• [What you should do]: Return every line of the entries that includes the word "source".

*** Available data ***

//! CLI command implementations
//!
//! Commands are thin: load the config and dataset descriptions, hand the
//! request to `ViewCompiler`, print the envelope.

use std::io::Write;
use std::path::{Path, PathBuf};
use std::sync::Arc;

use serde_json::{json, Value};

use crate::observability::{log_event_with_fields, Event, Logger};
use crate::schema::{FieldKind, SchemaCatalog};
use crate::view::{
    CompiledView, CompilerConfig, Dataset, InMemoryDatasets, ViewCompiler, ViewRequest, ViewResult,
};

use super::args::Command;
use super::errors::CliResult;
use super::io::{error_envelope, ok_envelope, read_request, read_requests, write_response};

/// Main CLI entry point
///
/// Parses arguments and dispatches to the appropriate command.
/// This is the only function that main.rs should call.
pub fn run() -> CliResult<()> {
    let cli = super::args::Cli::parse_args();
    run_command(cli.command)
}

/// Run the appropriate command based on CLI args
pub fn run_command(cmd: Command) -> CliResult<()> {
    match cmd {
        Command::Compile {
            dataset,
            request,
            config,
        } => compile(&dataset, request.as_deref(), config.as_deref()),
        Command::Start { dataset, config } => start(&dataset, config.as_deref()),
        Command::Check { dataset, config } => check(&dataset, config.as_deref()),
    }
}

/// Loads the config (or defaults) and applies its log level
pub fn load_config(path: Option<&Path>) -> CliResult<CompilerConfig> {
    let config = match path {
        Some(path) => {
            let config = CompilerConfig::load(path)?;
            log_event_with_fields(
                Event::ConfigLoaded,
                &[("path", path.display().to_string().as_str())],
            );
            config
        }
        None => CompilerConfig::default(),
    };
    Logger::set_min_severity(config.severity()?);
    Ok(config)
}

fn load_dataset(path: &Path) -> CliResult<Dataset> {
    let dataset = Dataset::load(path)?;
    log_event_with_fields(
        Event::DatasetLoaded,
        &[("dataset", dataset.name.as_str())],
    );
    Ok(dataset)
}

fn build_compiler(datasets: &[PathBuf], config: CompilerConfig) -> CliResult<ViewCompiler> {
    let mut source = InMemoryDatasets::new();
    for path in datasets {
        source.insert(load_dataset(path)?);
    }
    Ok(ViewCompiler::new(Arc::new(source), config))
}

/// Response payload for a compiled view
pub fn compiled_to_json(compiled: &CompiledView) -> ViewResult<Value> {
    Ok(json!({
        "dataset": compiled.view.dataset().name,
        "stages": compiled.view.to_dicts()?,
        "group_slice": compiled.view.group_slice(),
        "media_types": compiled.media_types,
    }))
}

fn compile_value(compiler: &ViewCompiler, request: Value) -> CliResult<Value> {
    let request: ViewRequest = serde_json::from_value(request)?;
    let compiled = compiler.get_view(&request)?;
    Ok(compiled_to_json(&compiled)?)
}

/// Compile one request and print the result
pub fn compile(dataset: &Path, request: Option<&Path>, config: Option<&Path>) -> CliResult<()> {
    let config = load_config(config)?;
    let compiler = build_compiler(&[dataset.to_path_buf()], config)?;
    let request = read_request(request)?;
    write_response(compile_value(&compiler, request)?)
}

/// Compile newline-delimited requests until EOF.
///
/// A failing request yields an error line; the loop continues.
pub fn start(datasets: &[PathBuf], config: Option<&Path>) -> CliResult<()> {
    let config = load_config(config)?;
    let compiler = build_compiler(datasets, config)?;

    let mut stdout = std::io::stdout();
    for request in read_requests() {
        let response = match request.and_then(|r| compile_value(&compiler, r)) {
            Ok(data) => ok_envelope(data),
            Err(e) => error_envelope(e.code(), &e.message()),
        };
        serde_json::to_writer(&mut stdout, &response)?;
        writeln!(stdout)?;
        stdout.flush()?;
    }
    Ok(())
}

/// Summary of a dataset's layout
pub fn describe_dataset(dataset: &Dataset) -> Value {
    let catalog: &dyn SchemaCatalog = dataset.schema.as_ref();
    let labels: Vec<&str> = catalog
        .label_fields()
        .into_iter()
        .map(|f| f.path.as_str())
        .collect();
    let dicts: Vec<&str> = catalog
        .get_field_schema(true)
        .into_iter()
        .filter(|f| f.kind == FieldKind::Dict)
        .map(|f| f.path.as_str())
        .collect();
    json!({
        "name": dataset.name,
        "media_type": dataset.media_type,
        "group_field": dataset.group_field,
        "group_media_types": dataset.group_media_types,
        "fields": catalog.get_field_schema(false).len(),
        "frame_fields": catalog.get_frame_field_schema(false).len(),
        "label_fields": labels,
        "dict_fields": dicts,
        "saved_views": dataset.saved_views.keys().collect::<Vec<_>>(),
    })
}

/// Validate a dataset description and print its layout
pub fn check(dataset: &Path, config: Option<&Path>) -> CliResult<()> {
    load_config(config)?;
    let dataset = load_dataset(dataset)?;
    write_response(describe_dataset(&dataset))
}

*** End of Available data ***
*** Available data ***

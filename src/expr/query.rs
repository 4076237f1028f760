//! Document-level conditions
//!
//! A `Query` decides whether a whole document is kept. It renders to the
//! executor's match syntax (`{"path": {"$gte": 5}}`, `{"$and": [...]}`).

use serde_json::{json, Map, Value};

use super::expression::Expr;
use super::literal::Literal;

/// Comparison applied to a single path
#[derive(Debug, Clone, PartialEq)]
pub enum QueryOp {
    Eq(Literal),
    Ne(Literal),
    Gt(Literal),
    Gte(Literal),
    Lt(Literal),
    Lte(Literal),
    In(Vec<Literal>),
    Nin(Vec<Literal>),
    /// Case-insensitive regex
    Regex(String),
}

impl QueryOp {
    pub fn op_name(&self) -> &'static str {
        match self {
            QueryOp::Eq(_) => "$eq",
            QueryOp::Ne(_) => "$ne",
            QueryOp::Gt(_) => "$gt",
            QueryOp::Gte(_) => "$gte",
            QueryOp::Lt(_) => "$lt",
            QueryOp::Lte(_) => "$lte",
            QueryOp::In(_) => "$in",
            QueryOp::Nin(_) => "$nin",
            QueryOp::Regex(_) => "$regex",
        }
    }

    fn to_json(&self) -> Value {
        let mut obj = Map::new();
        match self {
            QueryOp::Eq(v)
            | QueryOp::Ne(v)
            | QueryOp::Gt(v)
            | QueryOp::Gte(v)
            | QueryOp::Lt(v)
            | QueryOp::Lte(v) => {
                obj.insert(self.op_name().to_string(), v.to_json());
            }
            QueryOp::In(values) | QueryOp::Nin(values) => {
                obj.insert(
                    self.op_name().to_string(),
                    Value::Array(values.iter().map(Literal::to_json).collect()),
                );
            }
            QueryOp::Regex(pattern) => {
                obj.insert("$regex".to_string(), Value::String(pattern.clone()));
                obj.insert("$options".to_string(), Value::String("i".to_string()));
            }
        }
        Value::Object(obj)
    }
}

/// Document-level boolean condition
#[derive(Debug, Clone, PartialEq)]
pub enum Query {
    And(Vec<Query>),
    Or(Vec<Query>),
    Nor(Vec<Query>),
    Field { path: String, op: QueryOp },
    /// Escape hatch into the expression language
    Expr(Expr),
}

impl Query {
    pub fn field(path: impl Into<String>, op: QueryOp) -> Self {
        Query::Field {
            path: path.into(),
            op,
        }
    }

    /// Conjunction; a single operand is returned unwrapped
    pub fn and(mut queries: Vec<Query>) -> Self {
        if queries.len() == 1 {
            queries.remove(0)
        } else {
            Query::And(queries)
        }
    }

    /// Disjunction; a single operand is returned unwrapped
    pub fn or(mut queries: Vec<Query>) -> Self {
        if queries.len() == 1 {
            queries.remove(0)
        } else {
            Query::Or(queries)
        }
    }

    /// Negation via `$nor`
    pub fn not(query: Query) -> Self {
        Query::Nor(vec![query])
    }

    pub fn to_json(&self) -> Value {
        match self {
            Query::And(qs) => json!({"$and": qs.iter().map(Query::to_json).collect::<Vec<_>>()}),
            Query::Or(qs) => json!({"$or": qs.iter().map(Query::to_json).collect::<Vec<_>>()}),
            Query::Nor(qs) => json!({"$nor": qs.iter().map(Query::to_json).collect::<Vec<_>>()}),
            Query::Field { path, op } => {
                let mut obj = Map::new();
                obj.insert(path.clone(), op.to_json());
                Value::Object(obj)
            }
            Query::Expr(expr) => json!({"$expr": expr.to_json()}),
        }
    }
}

*** End of Available data ***

• [Response to the exercise]:
    let mut source = InMemoryDatasets::new();
        source.insert(load_dataset(path)?);
    Ok(ViewCompiler::new(Arc::new(source), config))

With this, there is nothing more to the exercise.